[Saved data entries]
╭──

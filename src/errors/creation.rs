use actix_web::{http::StatusCode, HttpResponse, ResponseError};
use thiserror::Error;

/// Reasons a new redirect can be refused. The display text is what the
/// requester sees, so keep it short and free of internal detail.
#[derive(Debug, Error, PartialEq, Eq)]
pub enum CreationError {
    #[error("Missing parameters")]
    MissingParameters,

    #[error("Key already taken.")]
    KeyTaken,

    #[error("Not a valid URL.")]
    InvalidUrl,

    #[error("Hit limit of {limit} shortens per hour.")]
    RateLimitExceeded { limit: u32 },

    #[error("Failed to save redirect.")]
    StorageFailure,
}

impl ResponseError for CreationError {
    fn status_code(&self) -> StatusCode {
        match self {
            CreationError::MissingParameters | CreationError::InvalidUrl => StatusCode::BAD_REQUEST,
            CreationError::KeyTaken => StatusCode::CONFLICT,
            CreationError::RateLimitExceeded { .. } => StatusCode::TOO_MANY_REQUESTS,
            CreationError::StorageFailure => StatusCode::INTERNAL_SERVER_ERROR,
        }
    }

    fn error_response(&self) -> HttpResponse {
        HttpResponse::build(self.status_code())
            .content_type("text/plain; charset=utf-8")
            .body(self.to_string())
    }
}
use std::{sync::Arc, time::Duration, time::Instant};

use actix_web::{middleware::Logger, web, App, HttpServer};
use env_logger::Env;
use log::{debug, info};

use crate::{
    config::{Config, Environment},
    db::Database,
    errors::AppError,
    middleware::RequestLogger,
    routes,
    services::{self, AnalyticsTracker, RateLimiter},
    types::AppState,
};

// Custom result type for the application
pub type AppResult<T> = Result<T, AppError>;

// Setup logging with custom format and configuration
fn setup_logging(config: &Config) -> Result<(), AppError> {
    // Configure log level based on environment and config
    let log_level = match config.app.environment {
        Environment::Development => config.app.log_level.clone(),
        Environment::Testing => "debug,actix_web=info,sqlx=warn".to_string(),
        Environment::Production => "info,actix_web=warn,sqlx=warn".to_string(),
    };

    let env = Env::default()
        .filter_or("RUST_LOG", log_level)
        .write_style_or("RUST_LOG_STYLE", "always");

    env_logger::try_init_from_env(env)
        .map_err(|e| AppError::Logger(format!("Failed to initialize logger: {}", e)))
}

pub async fn server() -> AppResult<()> {
    // Load application configuration
    let config = Config::load()?;

    // Setup enhanced logging based on configuration
    setup_logging(&config)?;

    // Capture start time for uptime calculation
    let start_time = Instant::now();

    info!("Starting {} v{}", config.app.name, config.app.version);
    info!("Environment: {:?}", config.app.environment);
    info!(
        "Binding to {}:{} with {} workers",
        config.server.host, config.server.port, config.server.workers
    );

    if config.app.environment == Environment::Development {
        debug!("Debug logging enabled");
        debug!("Full configuration: {:?}", config);
    }

    // Open the redirect store, the service is useless without it
    let db = Database::connect(&config.db).await?;

    // Process-wide counters shared by every worker
    let rate_limiter = Arc::new(RateLimiter::new(config.shortener.max_rate));
    let analytics = Arc::new(AnalyticsTracker::new(config.shortener.analytics_window()?));
    let reset_task = rate_limiter.spawn_periodic_reset(config.shortener.rate_reset_period()?);

    let enable_debug_logging = config.app.environment != Environment::Production;

    // Determine log format based on environment
    let log_format = if enable_debug_logging {
        "%a \"%r\" %s %b %T \"%{Referer}i\" \"%{User-Agent}i\""
    } else {
        "%a \"%r\" %s %b %T"
    };

    let state = web::Data::new(AppState {
        start_time,
        db: db.clone(),
        version: config.app.version.clone(),
        analytics: analytics.clone(),
        admin_key: config.shortener.admin_key.clone(),
        site_title: config.shortener.site_title.clone(),
        site_header: config.shortener.site_header.clone(),
        base_url: config.shortener.base_url.clone(),
        behind_proxy: config.server.behind_proxy,
    });
    let app_db = db.clone();
    let base_url = config.shortener.base_url.clone();

    // Start the HTTP server
    let result = HttpServer::new(move || {
        let db = app_db.clone();
        let rate_limiter = rate_limiter.clone();
        let analytics = analytics.clone();
        let base_url = base_url.clone();

        App::new()
            .app_data(state.clone())
            .wrap(RequestLogger::new(enable_debug_logging))
            .wrap(Logger::new(log_format))
            .configure(move |cfg| services::register(db, rate_limiter, analytics, &base_url, cfg))
            .configure(routes::configure_routes)
    })
    .workers(config.server.workers)
    .client_request_timeout(Duration::from_secs(config.server.read_timeout_seconds))
    .bind((config.server.host.to_string(), config.server.port))?
    .run()
    .await;

    reset_task.abort();
    db.shutdown().await;

    result.map_err(AppError::from)
}
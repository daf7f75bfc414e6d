mod request_logger;

pub use request_logger::RequestLogger;
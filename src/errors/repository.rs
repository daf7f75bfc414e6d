use sqlx::Error as SqlxError;
use thiserror::Error;

#[derive(Error, Debug)]
pub enum RepositoryError {
    /// Database connection or query errors
    #[error("Database error: {0}")]
    Database(SqlxError),

    /// A stored row could not be mapped back to a model
    #[error("Invalid data: {0}")]
    InvalidData(String),
}

impl From<SqlxError> for RepositoryError {
    fn from(err: SqlxError) -> Self {
        match err {
            SqlxError::ColumnDecode { .. } | SqlxError::Decode(_) | SqlxError::ColumnNotFound(_) => {
                Self::InvalidData(err.to_string())
            }
            _ => Self::Database(err),
        }
    }
}
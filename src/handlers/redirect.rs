use std::net::{IpAddr, SocketAddr};

use actix_web::{
    http::header::{ContentType, LOCATION},
    web, HttpRequest, HttpResponse, Responder,
};
use log::{debug, info, warn};

use crate::{
    errors::CreationError,
    models::{AddRedirectForm, CheckRedirectForm, StatsQuery},
    repositories::RedirectRepository,
    services::{LinkCreator, RedirectResolver},
    types::AppState,
    utils::text::{decode_path_segment, to_valid_text},
};

pub type LinkCreatorType = LinkCreator<RedirectRepository>;
pub type RedirectResolverType = RedirectResolver<RedirectRepository>;

/// Follow a short key
pub async fn redirect_handler(
    req: HttpRequest,
    resolver: web::Data<RedirectResolverType>,
) -> impl Responder {
    let target = resolver.resolve(&path_key(&req)).await;
    see_other(&target)
}

/// Create a redirect from the `key` and `to` form fields
pub async fn create_handler(
    req: HttpRequest,
    body: web::Bytes,
    creator: web::Data<LinkCreatorType>,
    state: web::Data<AppState>,
) -> Result<HttpResponse, CreationError> {
    let form = AddRedirectForm::from_body(&body);
    let ip = requester_ip(&req, state.behind_proxy);
    debug!("Creation of '{}' requested by {}", form.key, ip);

    let short_url = creator.create(&form.key, &form.to, &ip).await?;
    Ok(HttpResponse::Ok()
        .content_type(ContentType::plaintext())
        .body(short_url))
}

/// Tell the user where a short URL leads without following it
pub async fn check_redirect_handler(
    body: web::Bytes,
    resolver: web::Data<RedirectResolverType>,
) -> impl Responder {
    let form = CheckRedirectForm::from_body(&body);
    let body = resolver
        .lookup(&form.url)
        .await
        .unwrap_or_else(|| "Invalid redirect key".to_string());

    HttpResponse::Ok()
        .content_type(ContentType::plaintext())
        .body(body)
}

/// Usage counters, for holders of the admin key only
pub async fn stats_handler(
    query: web::Query<StatsQuery>,
    state: web::Data<AppState>,
) -> impl Responder {
    if query.key.is_empty() {
        return see_other(&state.base_url);
    }
    if query.key != state.admin_key {
        warn!("Stats requested with a wrong admin key");
        return see_other(&state.base_url);
    }

    let stats = state.analytics.snapshot();
    info!(
        "Stats served: {} creations, {} redirects",
        stats.creations_last_24h, stats.redirects_last_24h
    );
    HttpResponse::Ok()
        .content_type(ContentType::plaintext())
        .body(stats.to_string())
}

fn see_other(location: &str) -> HttpResponse {
    HttpResponse::SeeOther()
        .insert_header((LOCATION, location))
        .finish()
}

// The key straight from the request line, so invalid bytes can be dropped
// instead of replaced
fn path_key(req: &HttpRequest) -> String {
    let segment = req.uri().path().trim_start_matches('/');
    to_valid_text(&decode_path_segment(segment))
}

/// Address a creation is charged to, without any port
fn requester_ip(req: &HttpRequest, behind_proxy: bool) -> String {
    let addr = if behind_proxy {
        req.connection_info().realip_remote_addr().map(str::to_string)
    } else {
        req.peer_addr().map(|addr| addr.ip().to_string())
    };

    match addr {
        Some(addr) => strip_port(&addr),
        None => "unknown".to_string(),
    }
}

fn strip_port(addr: &str) -> String {
    if let Ok(socket) = addr.parse::<SocketAddr>() {
        return socket.ip().to_string();
    }
    if let Ok(ip) = addr.parse::<IpAddr>() {
        return ip.to_string();
    }
    addr.to_string()
}

#[cfg(test)]
mod tests {
    use actix_web::test::TestRequest;

    use super::*;

    #[test]
    fn test_path_key_decodes_and_drops_invalid_bytes() {
        let key = |uri: &str| path_key(&TestRequest::with_uri(uri).to_http_request());

        assert_eq!(key("/docs"), "docs");
        assert_eq!(key("/my%20key%26more"), "my key&more");
        assert_eq!(key("/a+b"), "a+b");
        assert_eq!(key("/ab%FFc"), "abc");
        assert_eq!(key("/%EF%BF%BD"), "\u{FFFD}");
    }

    #[test]
    fn test_strip_port() {
        assert_eq!(strip_port("203.0.113.7:51234"), "203.0.113.7");
        assert_eq!(strip_port("203.0.113.7"), "203.0.113.7");
        assert_eq!(strip_port("[2001:db8::1]:443"), "2001:db8::1");
        assert_eq!(strip_port("2001:db8::1"), "2001:db8::1");
        assert_eq!(strip_port("proxy.local"), "proxy.local");
    }
}
use std::io::Error as IoError;

use actix_web::{http::StatusCode, HttpResponse, ResponseError};
use serde_json::json;
use thiserror::Error;

pub mod config;
pub mod creation;
pub mod repository;

pub use config::ConfigError;
pub use creation::CreationError;
pub use repository::RepositoryError;

use crate::db::DatabaseError;

#[derive(Debug, Error)]
pub enum AppError {
    // Infrastructure/system errors
    #[error("Server error: {0}")]
    Server(#[from] IoError),
    #[error("Configuration error: {0}")]
    Config(String),
    #[error("Logger error: {0}")]
    Logger(String),
    #[error("Database error: {0}")]
    Database(String),
}

impl From<ConfigError> for AppError {
    fn from(e: ConfigError) -> Self {
        AppError::Config(e.to_string())
    }
}

impl From<DatabaseError> for AppError {
    fn from(e: DatabaseError) -> Self {
        AppError::Database(e.to_string())
    }
}

impl ResponseError for AppError {
    fn status_code(&self) -> StatusCode {
        match self {
            AppError::Database(_) => StatusCode::SERVICE_UNAVAILABLE,
            AppError::Server(_) | AppError::Config(_) | AppError::Logger(_) => {
                StatusCode::INTERNAL_SERVER_ERROR
            }
        }
    }

    fn error_response(&self) -> HttpResponse {
        let error_string = self.to_string();
        let (error_type, message) = error_string
            .split_once(':')
            .map(|(t, m)| (t.trim(), m.trim()))
            .unwrap_or(("Error", "An error occurred"));

        let error_message = if message.is_empty() {
            "An error occurred"
        } else {
            message
        };

        let code = self.status_code().as_u16();
        HttpResponse::build(self.status_code()).json(json!({
            "type": error_type.to_uppercase(),
            "message": error_message,
            "status_code": code,
        }))
    }
}
use std::{env, net::IpAddr, str::FromStr, time::Duration};

use dotenvy::dotenv;
use log::{debug, info, warn};
use serde::{Deserialize, Serialize};

use crate::errors::ConfigError;

// Server-specific configuration
#[derive(Debug, Deserialize, Clone)]
pub struct ServerConfig {
    pub host: IpAddr,
    pub port: u16,
    pub workers: usize,
    pub read_timeout_seconds: u64,
    /// Trust `Forwarded`/`X-Forwarded-For` when identifying the requester
    pub behind_proxy: bool,
}

// Application-specific configuration
#[derive(Debug, Deserialize, Clone)]
pub struct AppConfig {
    pub name: String,
    pub version: String,
    pub environment: Environment,
    pub log_level: String,
}

// Environment enum for different deployment environments
#[derive(Debug, Deserialize, Clone, PartialEq)]
#[serde(rename_all = "lowercase")]
pub enum Environment {
    Development,
    Testing,
    Production,
}

// Implement FromStr trait for Environment enum to enable parsing from string
impl FromStr for Environment {
    type Err = String;

    fn from_str(s: &str) -> Result<Self, Self::Err> {
        match s.to_lowercase().as_str() {
            "development" | "dev" => Ok(Environment::Development),
            "testing" | "test" => Ok(Environment::Testing),
            "production" | "prod" => Ok(Environment::Production),
            _ => Err(format!(
                "Invalid environment: {}. Must be one of: development, testing, production",
                s
            )),
        }
    }
}

// Result type for configuration functions
type ConfigResult<T> = Result<T, ConfigError>;

// Database Config
#[derive(Debug, Clone, Deserialize, Serialize)]
pub struct DatabaseConfig {
    pub url: String,
    pub max_connections: u32,
    pub use_migrations: bool,
    pub connect_timeout_seconds: u64,
    pub create_database_if_missing: bool,
}

// Shortener behaviour
#[derive(Clone, Deserialize)]
pub struct ShortenerConfig {
    /// Prefix of every short URL, also the fallback redirect target
    pub base_url: String,
    pub site_title: String,
    pub site_header: String,
    /// Creations allowed per IP between two resets
    pub max_rate: u32,
    pub rate_reset_seconds: u64,
    pub analytics_window_hours: i64,
    pub admin_key: String,
}

impl ShortenerConfig {
    /// Interval between two rate limit resets, never zero
    pub fn rate_reset_period(&self) -> ConfigResult<Duration> {
        if self.rate_reset_seconds == 0 {
            return Err(ConfigError::ParseError(
                "SHORTENER_RATE_RESET_SECONDS must be at least 1".to_string(),
            ));
        }
        Ok(Duration::from_secs(self.rate_reset_seconds))
    }

    /// Span the analytics counters look back over
    pub fn analytics_window(&self) -> ConfigResult<chrono::Duration> {
        if self.analytics_window_hours <= 0 {
            return Err(ConfigError::ParseError(
                "SHORTENER_ANALYTICS_WINDOW_HOURS must be at least 1".to_string(),
            ));
        }
        chrono::Duration::try_hours(self.analytics_window_hours).ok_or_else(|| {
            ConfigError::ParseError(format!(
                "SHORTENER_ANALYTICS_WINDOW_HOURS is out of range: {}",
                self.analytics_window_hours
            ))
        })
    }

    fn validate(&self) -> ConfigResult<()> {
        self.rate_reset_period()?;
        self.analytics_window()?;
        Ok(())
    }
}

// Hand-written so the admin key never reaches the logs
impl std::fmt::Debug for ShortenerConfig {
    fn fmt(&self, f: &mut std::fmt::Formatter<'_>) -> std::fmt::Result {
        f.debug_struct("ShortenerConfig")
            .field("base_url", &self.base_url)
            .field("site_title", &self.site_title)
            .field("site_header", &self.site_header)
            .field("max_rate", &self.max_rate)
            .field("rate_reset_seconds", &self.rate_reset_seconds)
            .field("analytics_window_hours", &self.analytics_window_hours)
            .field("admin_key", &"<redacted>")
            .finish()
    }
}

// Config struct that matches our environment variables
#[derive(Debug, Deserialize, Clone)]
pub struct Config {
    pub server: ServerConfig,
    pub app: AppConfig,
    pub db: DatabaseConfig,
    pub shortener: ShortenerConfig,
}

impl Config {
    // Load configuration from environment variables
    pub fn load() -> ConfigResult<Self> {
        // Load .env file if it exists
        match dotenv() {
            Ok(_) => debug!(".env file loaded successfully"),
            Err(e) => warn!("Could not load .env file: {}", e),
        }

        // Create the server config
        let server = ServerConfig {
            host: get_env_or_default("SERVER_HOST", "127.0.0.1")?,
            port: get_env_or_default("SERVER_PORT", "8000")?,
            workers: get_env_or_default("SERVER_WORKERS", "4")?,
            read_timeout_seconds: get_env_or_default("SERVER_READ_TIMEOUT_SECONDS", "5")?,
            behind_proxy: get_env_or_default("SERVER_BEHIND_PROXY", "false")?,
        };

        // Get version from Cargo.toml or environment
        let version = option_env!("CARGO_PKG_VERSION")
            .unwrap_or("0.1.0")
            .to_string();

        // Create the app config
        let app = AppConfig {
            name: get_env_or_default("APP_NAME", "anoni-shortener")?,
            version: env::var("APP_VERSION").unwrap_or(version),
            environment: get_env_or_default("APP_ENVIRONMENT", "development")?,
            log_level: get_env_or_default("RUST_LOG", "info")?,
        };

        // Database config
        let db = DatabaseConfig {
            url: get_env_or_default("DATABASE_URL", "sqlite://sessions.db")?,
            max_connections: get_env_or_default("DATABASE_MAX_CONNECTIONS", "5")?,
            connect_timeout_seconds: get_env_or_default("DATABASE_CONNECT_TIMEOUT_SECONDS", "5")?,
            use_migrations: get_env_or_default("DATABASE_USE_MIGRATIONS", "true")?,
            create_database_if_missing: get_env_or_default(
                "DATABASE_CREATE_DATABASE_IF_MISSING",
                "true",
            )?,
        };

        let shortener = ShortenerConfig {
            base_url: get_env_or_default("SHORTENER_BASE_URL", "https://anoni.sh/")?,
            site_title: get_env_or_default("SHORTENER_SITE_TITLE", "Anoni.sh URL Shortener")?,
            site_header: get_env_or_default("SHORTENER_SITE_HEADER", "anoni.sh")?,
            max_rate: get_env_or_default("SHORTENER_MAX_RATE", "10")?,
            rate_reset_seconds: get_env_or_default("SHORTENER_RATE_RESET_SECONDS", "3600")?,
            analytics_window_hours: get_env_or_default("SHORTENER_ANALYTICS_WINDOW_HOURS", "24")?,
            admin_key: get_required_env("ADMIN_KEY")?,
        };
        shortener.validate()?;

        let config = Config {
            db,
            app,
            server,
            shortener,
        };
        info!("Configuration loaded successfully");
        debug!("Loaded config: {:?}", config);

        Ok(config)
    }
}

/// Helper function to get an env variable with a default value
fn get_env_or_default<T: FromStr>(key: &str, default: &str) -> ConfigResult<T>
where
    T::Err: std::fmt::Display,
{
    match env::var(key) {
        Ok(val) => val
            .parse::<T>()
            .map_err(|e| ConfigError::ParseError(format!("Could not parse {}: {}", key, e))),
        Err(env::VarError::NotPresent) => {
            debug!("{} not set, using default: {}", key, default);
            default.parse::<T>().map_err(|e| {
                ConfigError::ParseError(format!("Could not parse default for {}: {}", key, e))
            })
        }
        Err(e) => Err(ConfigError::EnvVarError(e)),
    }
}

/// Helper function for variables the service cannot start without
fn get_required_env(key: &str) -> ConfigResult<String> {
    match env::var(key) {
        Ok(val) if !val.is_empty() => Ok(val),
        Ok(_) | Err(env::VarError::NotPresent) => Err(ConfigError::MissingVar(key.to_string())),
        Err(e) => Err(ConfigError::EnvVarError(e)),
    }
}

╰──

**Task details**
Among the lines of the data above, find those with the word "filename" and show them.

**Task solution**
filename src/errors/creation.rs
filename src/errors/repository.rs
filename src/handlers/redirect.rs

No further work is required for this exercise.